TASK TO CARRY OUT: Gather up every line from the entries below that uses the word "Range".

Segment Start: STUDY MATERIAL

//! Lexer for pragma bodies.

use logos::Logos;

/// Tokens of the pragma grammar.
#[derive(Logos, Debug, Clone, PartialEq)]
#[logos(skip r"[ \t\r\n]+")]
pub enum Token {
    #[token("braket")]
    Braket,

    #[token("result")]
    Result,

    #[token("unitary")]
    Unitary,

    #[token("verbatim")]
    Verbatim,

    #[token("all")]
    All,

    // Literals
    #[regex(r"[0-9]+\.[0-9]*([eE][+-]?[0-9]+)?im", |lex| imaginary(lex.slice()))]
    #[regex(r"[0-9]+([eE][+-]?[0-9]+)?im", |lex| imaginary(lex.slice()))]
    ImagLiteral(f64),

    #[regex(r"[0-9]+\.[0-9]*([eE][+-]?[0-9]+)?", |lex| lex.slice().parse::<f64>().ok())]
    #[regex(r"[0-9]+[eE][+-]?[0-9]+", |lex| lex.slice().parse::<f64>().ok())]
    FloatLiteral(f64),

    #[regex(r"[0-9]+", |lex| lex.slice().parse::<u64>().ok())]
    IntLiteral(u64),

    #[regex(r#""[^"]*""#, |lex| {
        let s = lex.slice();
        Some(s[1..s.len()-1].to_string())
    })]
    StringLiteral(String),

    #[regex(r"\$[0-9]+", |lex| lex.slice().to_string())]
    HardwareQubit(String),

    #[regex(r"[a-zA-Z_][a-zA-Z0-9_]*", |lex| lex.slice().to_string())]
    Identifier(String),

    // Punctuation
    #[token("+")]
    Plus,

    #[token("-")]
    Minus,

    #[token("@")]
    At,

    #[token("(")]
    LParen,

    #[token(")")]
    RParen,

    #[token("[")]
    LBracket,

    #[token("]")]
    RBracket,

    #[token("{")]
    LBrace,

    #[token("}")]
    RBrace,

    #[token(":")]
    Colon,

    #[token(",")]
    Comma,
}

fn imaginary(slice: &str) -> Option<f64> {
    slice.strip_suffix("im")?.parse().ok()
}

impl std::fmt::Display for Token {
    fn fmt(&self, f: &mut std::fmt::Formatter<'_>) -> std::fmt::Result {
        match self {
            Token::Braket => write!(f, "braket"),
            Token::Result => write!(f, "result"),
            Token::Unitary => write!(f, "unitary"),
            Token::Verbatim => write!(f, "verbatim"),
            Token::All => write!(f, "all"),
            Token::ImagLiteral(v) => write!(f, "{v}im"),
            Token::FloatLiteral(v) => write!(f, "{v}"),
            Token::IntLiteral(v) => write!(f, "{v}"),
            Token::StringLiteral(s) => write!(f, "\"{s}\""),
            Token::HardwareQubit(s) | Token::Identifier(s) => write!(f, "{s}"),
            Token::Plus => write!(f, "+"),
            Token::Minus => write!(f, "-"),
            Token::At => write!(f, "@"),
            Token::LParen => write!(f, "("),
            Token::RParen => write!(f, ")"),
            Token::LBracket => write!(f, "["),
            Token::RBracket => write!(f, "]"),
            Token::LBrace => write!(f, "{{"),
            Token::RBrace => write!(f, "}}"),
            Token::Colon => write!(f, ":"),
            Token::Comma => write!(f, ","),
        }
    }
}

/// A token with its byte span in the pragma body.
#[derive(Debug, Clone)]
pub struct SpannedToken {
    pub token: Token,
    pub span: std::ops::Range<usize>,
}

/// Tokenize a pragma body.
pub fn tokenize(source: &str) -> Vec<Result<SpannedToken, (std::ops::Range<usize>, String)>> {
    let mut lexer = Token::lexer(source);
    let mut tokens = Vec::new();

    while let Some(result) = lexer.next() {
        let span = lexer.span();
        if let Ok(token) = result {
            tokens.push(Ok(SpannedToken { token, span }));
        } else {
            let slice = &source[span.clone()];
            tokens.push(Err((span, format!("Invalid token: '{slice}'"))));
        }
    }

    tokens
}
//! Circuit instructions combining an operation with its qubit operands.

use num_complex::Complex64;
use serde::{Deserialize, Serialize};

use crate::gate::GateOperation;
use crate::qubit::{ClbitId, QubitId};
use crate::result::ResultType;

/// The kind of instruction in a circuit.
#[derive(Debug, Clone, PartialEq, Serialize, Deserialize)]
pub enum InstructionKind {
    /// A gate application; the first `num_controls` qubits are controls.
    Gate(GateOperation),
    /// Global phase shift restricted to the listed qubits.
    Phase {
        /// Phase angle in radians.
        phase: f64,
    },
    /// Measurement of each qubit, optionally into the listed classical bits.
    Measure,
    /// User-supplied unitary matrix, row-major.
    Unitary {
        /// Square matrix of side `2^qubits.len()`.
        matrix: Vec<Vec<Complex64>>,
    },
    /// Result declaration over the listed qubits (all qubits when empty).
    Result(ResultType),
}

/// A complete instruction with operands.
#[derive(Debug, Clone, PartialEq, Serialize, Deserialize)]
pub struct Instruction {
    /// The kind of instruction.
    pub kind: InstructionKind,
    /// Qubits this instruction operates on, in order.
    pub qubits: Vec<QubitId>,
    /// Classical bits receiving measurement outcomes.
    #[serde(default, skip_serializing_if = "Vec::is_empty")]
    pub clbits: Vec<ClbitId>,
}

impl Instruction {
    /// Create a gate instruction.
    pub fn gate(op: GateOperation, qubits: impl IntoIterator<Item = QubitId>) -> Self {
        Self {
            kind: InstructionKind::Gate(op),
            qubits: qubits.into_iter().collect(),
            clbits: vec![],
        }
    }

    /// Create a phase instruction.
    pub fn phase(phase: f64, qubits: impl IntoIterator<Item = QubitId>) -> Self {
        Self {
            kind: InstructionKind::Phase { phase },
            qubits: qubits.into_iter().collect(),
            clbits: vec![],
        }
    }

    /// Create a measurement of one qubit.
    pub fn measure(qubit: QubitId, clbit: Option<ClbitId>) -> Self {
        Self {
            kind: InstructionKind::Measure,
            qubits: vec![qubit],
            clbits: clbit.into_iter().collect(),
        }
    }

    /// Create a custom unitary instruction.
    pub fn unitary(matrix: Vec<Vec<Complex64>>, qubits: impl IntoIterator<Item = QubitId>) -> Self {
        Self {
            kind: InstructionKind::Unitary { matrix },
            qubits: qubits.into_iter().collect(),
            clbits: vec![],
        }
    }

    /// Create a result declaration.
    pub fn result(result: ResultType, qubits: impl IntoIterator<Item = QubitId>) -> Self {
        Self {
            kind: InstructionKind::Result(result),
            qubits: qubits.into_iter().collect(),
            clbits: vec![],
        }
    }

    /// Get the gate operation if this is a gate instruction.
    pub fn as_gate(&self) -> Option<&GateOperation> {
        match &self.kind {
            InstructionKind::Gate(op) => Some(op),
            _ => None,
        }
    }

    /// Get the result type if this is a result declaration.
    pub fn as_result(&self) -> Option<&ResultType> {
        match &self.kind {
            InstructionKind::Result(r) => Some(r),
            _ => None,
        }
    }

    /// Control qubits of a gate instruction; empty for everything else.
    pub fn controls(&self) -> &[QubitId] {
        match &self.kind {
            InstructionKind::Gate(op) => &self.qubits[..op.num_controls()],
            _ => &[],
        }
    }

    /// Targets of a gate instruction after its controls; all qubits otherwise.
    pub fn targets(&self) -> &[QubitId] {
        match &self.kind {
            InstructionKind::Gate(op) => &self.qubits[op.num_controls()..],
            _ => &self.qubits,
        }
    }

    /// Check if this is a gate instruction.
    pub fn is_gate(&self) -> bool {
        matches!(self.kind, InstructionKind::Gate(_))
    }

    /// Check if this is a measurement.
    pub fn is_measure(&self) -> bool {
        matches!(self.kind, InstructionKind::Measure)
    }

    /// Check if this is a result declaration.
    pub fn is_result(&self) -> bool {
        matches!(self.kind, InstructionKind::Result(_))
    }

    /// Get the name of the instruction.
    pub fn name(&self) -> &str {
        match &self.kind {
            InstructionKind::Gate(op) => &op.name,
            InstructionKind::Phase { .. } => "gphase",
            InstructionKind::Measure => "measure",
            InstructionKind::Unitary { .. } => "unitary",
            InstructionKind::Result(r) => r.name(),
        }
    }
}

Segment End: STUDY MATERIAL

SOLVED PROBLEM:
    pub span: std::ops::Range<usize>,
pub fn tokenize(source: &str) -> Vec<Result<SpannedToken, (std::ops::Range<usize>, String)>> {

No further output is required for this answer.